Pope Francis Confesses He Knows Little about the Economy

The Associated Press
The Associated Press

In a striking series of admissions, Pope Francis told journalists on the flight back to Rome from Paraguay that he has an aversion to the economy, which he does not understand very well, and that he has neglected the middle class.

On the plane, journalists asked the Pope his opinion of the economic situation in Greece and its relation to the rest of the European Union.

Francis responded that he has “a great aversion” to the economy because his father was an accountant and used to bring his work home with him on the weekends.

“I don’t understand it very well,” he said.

As veteran Vatican journalist John Allen noted, “For a pontiff who’s made economic justice and global finance a centerpiece of his social rhetoric, it was a fairly breathtaking acknowledgment.”

Allen said that Francis seems to be embracing his own new “dogma of fallibility.”

Another journalist told the Pope that many in the United States view his words on the economy as a criticism of the American economic system and way of life, and asked what the Pope thought of this. Francis responded that he has heard that there have been objections to his words coming from the United States, but that so far, he has not had time to look into the critiques that have been made.

“I have to start studying these criticisms,” he said. “Every criticism should be acknowledged, studied and afterward we can dialogue.”

Shortly afterward, Francis was asked why he devoted so little time to talking about the middle class, “people who work and pay their taxes, normal people.”

“That’s a good correction,” the Pope replied. “You’re right. It has been my mistake not to think about this.”

“I think you are telling me something that I should do. I should go more into this in my teaching.
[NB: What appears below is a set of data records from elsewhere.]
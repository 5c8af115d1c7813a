//! Recording engine for tests.
//!
//! An in-memory implementation of [`ProvisioningEngine`] and [`AccessGrants`]
//! that captures every call and mints deterministic ARNs, so tests can assert
//! on exactly what a construct submitted without any real provisioning.

use std::cell::RefCell;

use anyhow::anyhow;
use serde_json::Value;

use crate::engine::{AccessGrants, GrantResult, ProvisioningEngine, ResourceKind};
use crate::refs::ResourceHandle;

/// Captured create-resource call.
#[derive(Debug, Clone)]
pub struct CapturedCreate {
    pub kind: ResourceKind,
    pub properties: Value,
    pub handle: ResourceHandle,
}

/// Captured grant call.
#[derive(Debug, Clone)]
pub struct CapturedGrant {
    pub principal_arn: String,
    pub actions: Vec<String>,
    pub resource_arns: Vec<String>,
}

/// In-memory recording engine.
///
/// Single-threaded by design, like the layer it stands in for.
#[derive(Debug, Default)]
pub struct RecordingEngine {
    creates: RefCell<Vec<CapturedCreate>>,
    grants: RefCell<Vec<CapturedGrant>>,
    simulate_failure: RefCell<Option<String>>,
}

impl RecordingEngine {
    pub fn new() -> Self {
        Self::default()
    }

    /// Make every subsequent call fail with the given message.
    pub fn fail_with(self, message: impl Into<String>) -> Self {
        *self.simulate_failure.borrow_mut() = Some(message.into());
        self
    }

    /// All captured create calls, in order.
    pub fn creates(&self) -> Vec<CapturedCreate> {
        self.creates.borrow().clone()
    }

    /// Captured creates of one kind.
    pub fn creates_of(&self, kind: ResourceKind) -> Vec<CapturedCreate> {
        self.creates
            .borrow()
            .iter()
            .filter(|c| c.kind == kind)
            .cloned()
            .collect()
    }

    /// All captured grant calls, in order.
    pub fn grants(&self) -> Vec<CapturedGrant> {
        self.grants.borrow().clone()
    }

    fn mint_handle(&self, kind: ResourceKind, properties: &Value) -> ResourceHandle {
        let name = properties
            .get("userName")
            .or_else(|| properties.get("roleName"))
            .or_else(|| properties.get("logGroupName"))
            .or_else(|| properties.get("bucketName"))
            .or_else(|| properties.get("name"))
            .and_then(Value::as_str)
            .map(str::to_string)
            .unwrap_or_else(|| format!("{}-{}", kind, self.creates.borrow().len() + 1));

        let arn = format!("arn:aws:recording:local:000000000000:{}:{}", kind, name);
        ResourceHandle::new(arn, name)
    }
}

impl ProvisioningEngine for RecordingEngine {
    fn create_resource(
        &self,
        kind: ResourceKind,
        properties: Value,
    ) -> anyhow::Result<ResourceHandle> {
        if let Some(message) = self.simulate_failure.borrow().as_ref() {
            return Err(anyhow!("{}", message));
        }

        let handle = self.mint_handle(kind, &properties);
        self.creates.borrow_mut().push(CapturedCreate {
            kind,
            properties,
            handle: handle.clone(),
        });
        Ok(handle)
    }
}

impl AccessGrants for RecordingEngine {
    fn grant(
        &self,
        principal_arn: &str,
        actions: &[&str],
        resource_arns: &[&str],
    ) -> anyhow::Result<GrantResult> {
        if let Some(message) = self.simulate_failure.borrow().as_ref() {
            return Err(anyhow!("{}", message));
        }

        let captured = CapturedGrant {
            principal_arn: principal_arn.to_string(),
            actions: actions.iter().map(|a| a.to_string()).collect(),
            resource_arns: resource_arns.iter().map(|a| a.to_string()).collect(),
        };
        self.grants.borrow_mut().push(captured.clone());

        Ok(GrantResult {
            principal_arn: captured.principal_arn,
            actions: captured.actions,
            resource_arns: captured.resource_arns,
        })
    }
}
Thank you,” he said.

The Pope also had sharp words about modern labor unions, noting that “many people” do not feel well-represented by unions today “because they say that unions are corporations and they do not fight for the rights of the poorest.”
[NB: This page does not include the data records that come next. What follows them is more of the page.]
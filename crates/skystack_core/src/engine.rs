//! Collaborator interfaces.
//!
//! The construct layer does no provisioning of its own. It renders flat
//! property bags and hands them to a [`ProvisioningEngine`]; access grants
//! go through [`AccessGrants`]. Both collaborators are synchronous from this
//! layer's point of view and return opaque references immediately — the
//! engine performs the actual resource creation later, out of process.
//!
//! Collaborator errors are carried as [`anyhow::Error`] and propagate to the
//! caller unchanged; nothing in this layer catches or translates them.

use serde::{Deserialize, Serialize};
use serde_json::Value;

use crate::refs::ResourceHandle;

/// Resource kinds this layer submits to the engine.
#[derive(Debug, Clone, Copy, PartialEq, Eq, Hash, Serialize, Deserialize)]
#[serde(rename_all = "kebab-case")]
pub enum ResourceKind {
    User,
    Role,
    LogGroup,
    Bucket,
    ExperimentTemplate,
}

impl ResourceKind {
    pub fn as_str(&self) -> &'static str {
        match self {
            ResourceKind::User => "user",
            ResourceKind::Role => "role",
            ResourceKind::LogGroup => "log-group",
            ResourceKind::Bucket => "bucket",
            ResourceKind::ExperimentTemplate => "experiment-template",
        }
    }
}

impl std::fmt::Display for ResourceKind {
    fn fmt(&self, f: &mut std::fmt::Formatter<'_>) -> std::fmt::Result {
        write!(f, "{}", self.as_str())
    }
}

/// Resource-provisioning collaborator.
///
/// Accepts a flat property bag per resource kind and returns a reference
/// exposing an ARN-like identifier and a resolved name.
pub trait ProvisioningEngine {
    fn create_resource(&self, kind: ResourceKind, properties: Value)
        -> anyhow::Result<ResourceHandle>;
}

/// Grant/access collaborator.
pub trait AccessGrants {
    fn grant(
        &self,
        principal_arn: &str,
        actions: &[&str],
        resource_arns: &[&str],
    ) -> anyhow::Result<GrantResult>;
}

/// Outcome of a grant issuance.
#[derive(Debug, Clone, PartialEq, Eq, Serialize, Deserialize)]
pub struct GrantResult {
    pub principal_arn: String,
    pub actions: Vec<String>,
    pub resource_arns: Vec<String>,
}

/// Deployment environment used for deterministic ARN formatting.
///
/// The import path derives ARNs without any provisioning call; that needs
/// the partition/region/account triple to be explicit.
#[derive(Debug, Clone, PartialEq, Eq, Serialize, Deserialize)]
pub struct Environment {
    pub partition: String,
    pub region: String,
    pub account: String,
}

impl Environment {
    pub fn new(
        partition: impl Into<String>,
        region: impl Into<String>,
        account: impl Into<String>,
    ) -> Self {
        Self {
            partition: partition.into(),
            region: region.into(),
            account: account.into(),
        }
    }

    /// Format an ARN from a service, a fixed resource-type segment, and a
    /// resource name.
    pub fn format_arn(&self, service: &str, resource_type: &str, name: &str) -> String {
        format!(
            "arn:{}:{}:{}:{}:{}:{}",
            self.partition, service, self.region, self.account, resource_type, name
        )
    }
}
“The Church cannot be indifferent to this,” he said.

In a powerful address to popular movements in Bolivia Thursday, Francis weighed in heavily on the morality of the economy and the need to place it at the service of human beings. “Once capital becomes an idol and guides people’s decisions,” he said, “once greed for money presides over the entire socioeconomic system, it ruins society, it condemns and enslaves men and women, it destroys human fraternity.”

The Pope declared that it is necessary “to put the economy at the service of peoples.”

“Human beings and nature must not be at the service of money. Let us say NO to an economy of exclusion and inequality, where money rules, rather than service. That economy kills. That economy excludes,” he said.